In order to improve the MR properties of MR grease, the optimization of carrier grease was the most familiar and effective way. However, there were few relevant studies with the composite lithium-based MR grease. Yao et al. [25] found that the apparent viscosity of lithium-based MR grease decreases with the increase of shear rate, and the decrease is related to temperature. Wang et al. [19] studied that the force of MR grease under quasi-static shear decreases at first. And then, it maintains constant along with the increase of shear strain. The critical strain is affected by the magnetic field strength and CI particles content. Zeng et al. [26] analyzed the effects of different thickeners, the viscosity of base oil, and additives on the performance of the grease.
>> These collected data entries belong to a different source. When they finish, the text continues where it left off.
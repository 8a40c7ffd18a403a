use core::result::Result as CoreResult;
use std::io::Error as IoError;

use reqwest::Error as ReqwestError;
use serde_json::Error as SerdeJsonError;
use thiserror::Error;
use toml::de::Error as TomlError;

/// Result type for restdeck operations.
pub type Result<T> = CoreResult<T, Error>;

/// Errors that can occur when talking to the remote collection API or
/// loading local configuration.
#[derive(Debug, Error)]
pub enum Error {
    /// An I/O operation failed.
    #[error("IO error: {0}")]
    Io(#[from] IoError),

    /// An HTTP request failed at the transport level.
    #[error("HTTP request failed: {0}")]
    Http(#[from] ReqwestError),

    /// JSON serialization or deserialization failed.
    #[error("JSON serialization error: {0}")]
    Json(#[from] SerdeJsonError),

    /// TOML deserialization failed.
    #[error("TOML deserialization error: {0}")]
    Toml(#[from] TomlError),

    /// The remote API answered with a non-success status.
    #[error("API request failed with status {status}: {message}")]
    Api {
        /// HTTP status code returned by the server.
        status: u16,
        /// Response body, if any was readable.
        message: String,
    },

    /// Configuration is invalid or missing.
    #[error("Configuration error: {0}")]
    Config(String),

    /// A record failed local validation before or after a remote call.
    #[error("Validation failed: {0}")]
    Validation(String),
}

impl Error {
    /// Determines whether this error may succeed if retried.
    ///
    /// Returns `true` for transient errors like network failures or
    /// server-side (5xx) API errors.
    pub fn is_transient(&self) -> bool {
        match self {
            Self::Http(_) => true,
            Self::Api { status, .. } => *status >= 500,
            _ => false,
        }
    }
}

#[cfg(test)]
mod tests {
    use super::*;
    use serde_json::{Value as JsonValue, from_str};
    use std::io;

    #[test]
    fn test_error_display() {
        let error1 = Error::Config("missing base_url".to_owned());
        assert_eq!(error1.to_string(), "Configuration error: missing base_url");

        let error2 = Error::Api {
            status: 503,
            message: "unavailable".to_owned(),
        };
        assert_eq!(
            error2.to_string(),
            "API request failed with status 503: unavailable"
        );

        let error3 = Error::Validation("name must not be empty".to_owned());
        assert_eq!(error3.to_string(), "Validation failed: name must not be empty");
    }

    #[test]
    fn test_error_is_transient() {
        // Transient errors
        let error1 = Error::Api {
            status: 500,
            message: "boom".to_owned(),
        };
        assert!(error1.is_transient());

        // Non-transient errors
        let error2 = Error::Api {
            status: 404,
            message: "not found".to_owned(),
        };
        assert!(!error2.is_transient());

        let error3 = Error::Config("bad config".to_owned());
        assert!(!error3.is_transient());

        let error4 = Error::Validation("empty field".to_owned());
        assert!(!error4.is_transient());
    }

    #[test]
    fn test_error_from_io() {
        let io_error = io::Error::new(io::ErrorKind::NotFound, "file not found");
        let error: Error = io_error.into();
        assert!(matches!(error, Error::Io(_)));
    }

    #[test]
    fn test_error_from_json() {
        let json_error = from_str::<JsonValue>("invalid json").unwrap_err();
        let error: Error = json_error.into();
        assert!(matches!(error, Error::Json(_)));
    }
}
Compared with five different greases, experimental results showed that soap fiber length, thickness, and three-dimensional structure determined the colloidal properties of grease. Yan et al. [27] proposed a novel composite lithium-based MR grease with several thickening agents. The maximum valve of MR effect was approximately 13,000% with 60 wt% ferromagnetic particles. Mohamad et al. [28] prepared MR grease with different content of iron particles. The maximum yield stress and MR effect can reach about 52.7 kPa and 952.38%. Based on the present research status, the differences among the microstructure with different carrier greases have a great impact on the MR properties of MR grease [29]. Therefore, the influence of key parameters with composite MR grease is not enough. The rheological performance with shear yield stress and MR effect is too small to use in engineering applications. There is an urgent need to prepare a novel composite MR grease to meet the balance of shear stress and MR effect.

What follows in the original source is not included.